Our result showed highly significant prevalence of osteopenia and osteoporosis in males and females, irrespective of their age. A very interesting finding is that males were having more osteoporosis rates than females. Though many previous studies showed female osteoporosis predominance. Researchers have attributed this finding to their nutritional habits, long dressing, lack of weight bearing exercise and effect of menopause [9].

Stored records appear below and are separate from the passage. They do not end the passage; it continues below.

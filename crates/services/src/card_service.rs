use std::sync::Arc;

use flash_core::model::{Card, CardDraft, DeckKey, Session};
use storage::repository::DeckRepository;

use crate::error::CardServiceError;

/// Orchestrates edits to the shared deck.
#[derive(Clone)]
pub struct CardService {
    decks: Arc<dyn DeckRepository>,
}

impl CardService {
    #[must_use]
    pub fn new(decks: Arc<dyn DeckRepository>) -> Self {
        Self { decks }
    }

    /// Append a card to the shared deck and persist it.
    ///
    /// Returns the stored deck after the append.
    ///
    /// # Errors
    ///
    /// Returns `CardServiceError::Forbidden` unless the session is an editor
    /// or super-administrator.
    /// Returns `CardServiceError::Validation` for an empty question or answer.
    /// Returns `CardServiceError::Storage` if persistence fails.
    pub async fn add_shared_card(
        &self,
        session: &Session,
        draft: CardDraft,
    ) -> Result<Vec<Card>, CardServiceError> {
        if !session.role().can_add_shared_cards() {
            return Err(CardServiceError::Forbidden {
                role: session.role(),
            });
        }
        let cards = append_card(self.decks.as_ref(), &DeckKey::Shared, draft).await?;
        tracing::info!(user = %session.username(), total = cards.len(), "added shared card");
        Ok(cards)
    }

    /// List the shared deck in stored order.
    ///
    /// # Errors
    ///
    /// Returns `CardServiceError::Storage` if repository access fails.
    pub async fn list_shared_cards(&self) -> Result<Vec<Card>, CardServiceError> {
        Ok(self.decks.load_deck(&DeckKey::Shared).await?)
    }
}

/// Validate `draft`, append it to the stored deck and persist.
pub(crate) async fn append_card(
    decks: &dyn DeckRepository,
    key: &DeckKey,
    draft: CardDraft,
) -> Result<Vec<Card>, CardServiceError> {
    let card = draft.validate()?;
    let mut cards = decks.load_deck(key).await?;
    cards.push(card);
    decks.save_deck(key, &cards).await?;
    Ok(cards)
}

/// Remove the card at `index` from the stored deck and persist.
pub(crate) async fn remove_card_at(
    decks: &dyn DeckRepository,
    key: &DeckKey,
    index: usize,
) -> Result<(Card, Vec<Card>), CardServiceError> {
    let mut cards = decks.load_deck(key).await?;
    if index >= cards.len() {
        return Err(CardServiceError::IndexOutOfRange {
            index,
            len: cards.len(),
        });
    }
    let removed = cards.remove(index);
    decks.save_deck(key, &cards).await?;
    Ok((removed, cards))
}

It has been observed by Guzle et al.,10 veiled premenopausal women compare to non-veiled women have reduced Z score in lumbar spine and low vitamin D.10 Although men with osteoporosis were numerically less than females, but the percentage was statistically significant p=0.000. This could be explainable by the selectivity towards men, females are more prone to do DEXA scan in comparison to males. Another observation in our study is the high prevalence of osteoporosis in subjects older than 50 years, as 78% of them were found to have osteoporosis. This finding is also a globally observed fact.11-13

Our result demonstrated, 16.8% subjects belonging to middle aged group and 5.8% of younger population had osteoporosis, but surprisingly the level of vitamin D <10 ng/ml was only found in 15.7 %,while vitamin D insufficiency (10-29ng/ml) was found in 13% of all of those cases. This association is of no statistic significance. The lack of strong association of vitamin D with BMD changes has been observed in many studies before. In a prospective study, Stone K et al.,9 measured calcareous and hip BMD at baseline and few years later on follow up, in 9704 white women of 65 year and older age group, and they did not find significant association of low vitamin D with bone loss.14 Another study done by Ghannam et al in young Saudi females showed similar findings like our study in terms of osteoporosis prevalence, but they found no strong association of BMD with low vitamin D.15

However, some studies showed contrary findings, as one study by Sadat et al.,16 showed a strong association of osteopenia and osteoporosis in patients with vitamin D deficiency though in a smaller cohort than ours.16 Similarly Bischoff-Ferrari et al.,17 also observed a positive correlation between low vitamin D and low BMD in a population of different age groups. The heterogeneous result may be due to number of reasons like most of them are retrospective and carries the inherent risk of bias by not recording individual risk of low bone mass, dietary habits, exercise, nutritional survey, family history of osteoporosis.

Limitation of the study

This study is a huge retrospective analysis on the vitamin D and the bone mineral density. However, it carries limitations of being a retrospective analysis of data that we already had in the electronic health system.

Conclusion

In conclusion, the results of our study have shown that female predominance of osteopenia plus osteoporosis together, but male’s predominance in the osteoporosis alone. Vitamin D was not statistically correlated to the occurrence or the severity of osteoporosis. Elder lies had higher rates of osteoporosis. After clearance of the confounding factors, female gender, age >50 years, serum calcium <8 and vitamin D level <10ng/ml are all considered as independent risk factors for osteoporosis. Further prospective studies need collaboration of the clinical governance and clinical researchers to prevent osteoporosis risks.

Acknowledgments

None.

Conflict of interest

The author declares there are no conflicts of interest.